1 laying shingle over wet deck or felt will not cause shingle to blister (blistering of shingle is a manufacting defect)
2 if you lay shingles over winking felt your shingle willnot lay down unless you pulled the felt tited as you nailed it then most of the time
3 if you hand seal and used to much that can cause blistering


----------



## BamBamm5144 (Jul 12, 2008)

ApgarNJ said:


> Stop using felt and use synthetic roof paper and it's actually not slippery at all when wet. I can't believe how many guys still use felt when there are better products.
> 
> just roof over the dew, if there is a lot, take your handheld blower (if you don't have one, buy one) and that helps blow the water off, you are just starting at the bottom anyways. So blow a little bit at the bottom by the time you get up higher, the dew will be dried up most of the time.
> 
> ...


I am sure you can figure out on your own why guys use regular #15lb asphalt felt instead of a synthetic or fiberglass based underlayment.

I just bid a 75 sq roof. (two sides,5 pitch, hope I get it). My underlayment cost using roofers select will be around 1150. 

If I were to use regular 15# I would be at about $550.00


----------



## Framer53 (Feb 23, 2008)

I have stripped roofs come back and had wrinkled felt. Rip it off put new down and get to it....

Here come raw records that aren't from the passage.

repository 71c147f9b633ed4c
mod common;
mod routing;
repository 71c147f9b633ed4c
use std::fmt;
use std::str::FromStr;

use chrono::{DateTime, Utc};
use serde::{Deserialize, Serialize};
use uuid::Uuid;

use crate::codec::{
    decode_grade, validate_category, validate_overall_score, CategoryScale, ConstructionCategory,
    DurabilityCategory, EthicsCategory, QualityCategory, RawValue,
};
use crate::grading::{AssessmentResult, Dimension, DimensionScore, Grade};

/// Identifier wrapper for stored reports.
#[derive(Debug, Clone, Copy, PartialEq, Eq, Hash, Serialize, Deserialize)]
#[serde(transparent)]
pub struct ReportId(pub Uuid);

impl ReportId {
    pub fn generate() -> Self {
        Self(Uuid::new_v4())
    }
}

impl fmt::Display for ReportId {
    fn fmt(&self, f: &mut fmt::Formatter<'_>) -> fmt::Result {
        write!(f, "{}", self.0)
    }
}

impl FromStr for ReportId {
    type Err = uuid::Error;

    fn from_str(raw: &str) -> Result<Self, Self::Err> {
        Uuid::parse_str(raw.trim()).map(ReportId)
    }
}

/// Report shape written to storage, with grades encoded into each dimension's vocabulary.
#[derive(Debug, Clone, PartialEq, Eq, Serialize, Deserialize)]
pub struct PersistedReport {
    pub id: ReportId,
    pub url: String,
    pub brand: String,
    pub materials: String,
    pub quality: QualityCategory,
    pub construction: ConstructionCategory,
    pub durability: DurabilityCategory,
    pub ethics: EthicsCategory,
    pub overall_score: u8,
    pub quality_explanation: String,
    pub construction_explanation: String,
    pub durability_explanation: String,
    pub ethics_explanation: String,
    pub overall_explanation: String,
    pub created_at: DateTime<Utc>,
}

impl PersistedReport {
    pub fn from_assessment(
        id: ReportId,
        url: &str,
        assessment: &AssessmentResult,
        created_at: DateTime<Utc>,
    ) -> Self {
        Self {
            id,
            url: url.to_string(),
            brand: assessment.brand.clone(),
            materials: assessment.materials.clone(),
            quality: QualityCategory::encode(assessment.quality.grade),
            construction: ConstructionCategory::encode(assessment.construction.grade),
            durability: DurabilityCategory::encode(assessment.durability.grade),
            ethics: EthicsCategory::encode(assessment.ethics.grade),
            overall_score: assessment.overall.score.value(),
            quality_explanation: assessment.quality.explanation.clone(),
            construction_explanation: assessment.construction.explanation.clone(),
            durability_explanation: assessment.durability.explanation.clone(),
            ethics_explanation: assessment.ethics.explanation.clone(),
            overall_explanation: assessment.overall.explanation.clone(),
            created_at,
        }
    }

    /// Row as a store hands it back: categorical and numeric fields lose their types.
    pub fn into_stored(self) -> StoredReport {
        StoredReport {
            id: self.id,
            url: self.url,
            brand: self.brand,
            materials: self.materials,
            quality: RawValue::from(self.quality.to_string()),
            construction: RawValue::from(self.construction.to_string()),
            durability: RawValue::from(self.durability.to_string()),
            ethics: RawValue::from(self.ethics.to_string()),
            overall_score: RawValue::from(self.overall_score),
            quality_explanation: self.quality_explanation,
            construction_explanation: self.construction_explanation,
            durability_explanation: self.durability_explanation,
            ethics_explanation: self.ethics_explanation,
            overall_explanation: self.overall_explanation,
            created_at: self.created_at,
        }
    }
}

/// Untrusted stored row. Category and score fields may hold anything.
#[derive(Debug, Clone, PartialEq, Serialize, Deserialize)]
pub struct StoredReport {
    pub id: ReportId,
    #[serde(default)]
    pub url: String,
    #[serde(default)]
    pub brand: String,
    #[serde(default)]
    pub materials: String,
    #[serde(default)]
    pub quality: RawValue,
    #[serde(default)]
    pub construction: RawValue,
    #[serde(default)]
    pub durability: RawValue,
    #[serde(default)]
    pub ethics: RawValue,
    #[serde(default)]
    pub overall_score: RawValue,
    #[serde(default)]
    pub quality_explanation: String,
    #[serde(default)]
    pub construction_explanation: String,
    #[serde(default)]
    pub durability_explanation: String,
    #[serde(default)]
    pub ethics_explanation: String,
    #[serde(default)]
    pub overall_explanation: String,
    pub created_at: DateTime<Utc>,
}

impl StoredReport {
    pub fn category(&self, dimension: Dimension) -> &RawValue {
        match dimension {
            Dimension::Quality => &self.quality,
            Dimension::Construction => &self.construction,
            Dimension::Durability => &self.durability,
            Dimension::Ethics => &self.ethics,
        }
    }

    pub fn explanation(&self, dimension: Dimension) -> &str {
        match dimension {
            Dimension::Quality => &self.quality_explanation,
            Dimension::Construction => &self.construction_explanation,
            Dimension::Durability => &self.durability_explanation,
            Dimension::Ethics => &self.ethics_explanation,
        }
    }
}

/// Display-ready dimension entry decoded from storage.
#[derive(Debug, Clone, PartialEq, Eq, Serialize)]
pub struct DimensionView {
    pub dimension: Dimension,
    pub category: &'static str,
    pub grade: Grade,
    pub explanation: String,
}

/// Sanitized report served to the report page.
#[derive(Debug, Clone, PartialEq, Eq, Serialize)]
pub struct ReportView {
    pub id: ReportId,
    pub url: String,
    pub brand: String,
    pub materials: String,
    pub dimensions: Vec<DimensionView>,
    pub overall_score: u8,
    pub overall_grade: Grade,
    pub overall_explanation: String,
    pub created_at: DateTime<Utc>,
}

impl ReportView {
    pub fn from_stored(stored: &StoredReport) -> Self {
        let dimensions = Dimension::ALL
            .into_iter()
            .map(|dimension| {
                let category = validate_category(dimension, stored.category(dimension));
                DimensionView {
                    dimension,
                    category: category.label(),
                    grade: decode_grade(dimension, category),
                    explanation: stored.explanation(dimension).to_string(),
                }
            })
            .collect();

        let overall_score = validate_overall_score(&stored.overall_score);

        Self {
            id: stored.id,
            url: stored.url.clone(),
            brand: stored.brand.clone(),
            materials: stored.materials.clone(),
            dimensions,
            overall_score,
            overall_grade: Grade::from_score(DimensionScore::clamped(i32::from(overall_score))),
            overall_explanation: stored.overall_explanation.clone(),
            created_at: stored.created_at,
        }
    }

    pub fn dimension(&self, dimension: Dimension) -> Option<&DimensionView> {
        self.dimensions
            .iter()
            .find(|view| view.dimension == dimension)
    }
}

For what it is worth I have laid several 1000 square of shingles and have never seen a blistering shingle.


----------



## kage (Aug 17, 2008)

the reason i use felt over synthetic has got nuthin to do with price, i;ve been using felt for over 30yrs and have had no problems, ya wanna pay more thats up to you, if GC or H/O wants synthetic..fine we'll use it..


----------



## RoofmasterFlex (Jun 6, 2011)

Felt paper can wrinkle when wet. Never seen a case of the shingles blistering due to that though.


----------



## JWRoofing (May 5, 2011)

kubie said:


> seems the felt paper wrinkles when its wet. We tried to shingle and the wrinkles never went away. you could still see them through the shingles.
> 
> 
> 
> i wouldnt dew it.....i would wait for a dry roof also



...that there is funny!


----------



## PA woodbutcher (Mar 29, 2007)

kage said:


> the reason i use felt over synthetic has got nuthin to do with price, i;ve been using felt for over 30yrs and have had no problems, ya wanna pay more thats up to you, if GC or H/O wants synthetic..fine we'll use it..


When using felt, I always used 30# anyways. With the price of felt paper going up along with anything else using oil or asphalt impregnated, it is almost as expensive as the synthetics.

I switched to Alpha Protec a couple of years ago. It comes in a 10 square roll and is lighter than a roll of 30#. It lays faster and easier, with no wrinkles. Stickier when walking on and is less prone to sliding out from under staples.

Just used the titanium for the first time last week. Not sure I liked it. Very sticky, almost like a glue on it. Really liked that part, but stretches making it easy to cause wrinkles. The wrinkles aren't bad and would never be seen under an architectural shingle, but they are there


----------



## bluebird5 (Dec 13, 2010)

so synthetic underlayments do not get all wrinkly when wet? What about tempreture will the cold weather cause them to wrinkle? what are a few brands that can compare pricewise to felt?


----------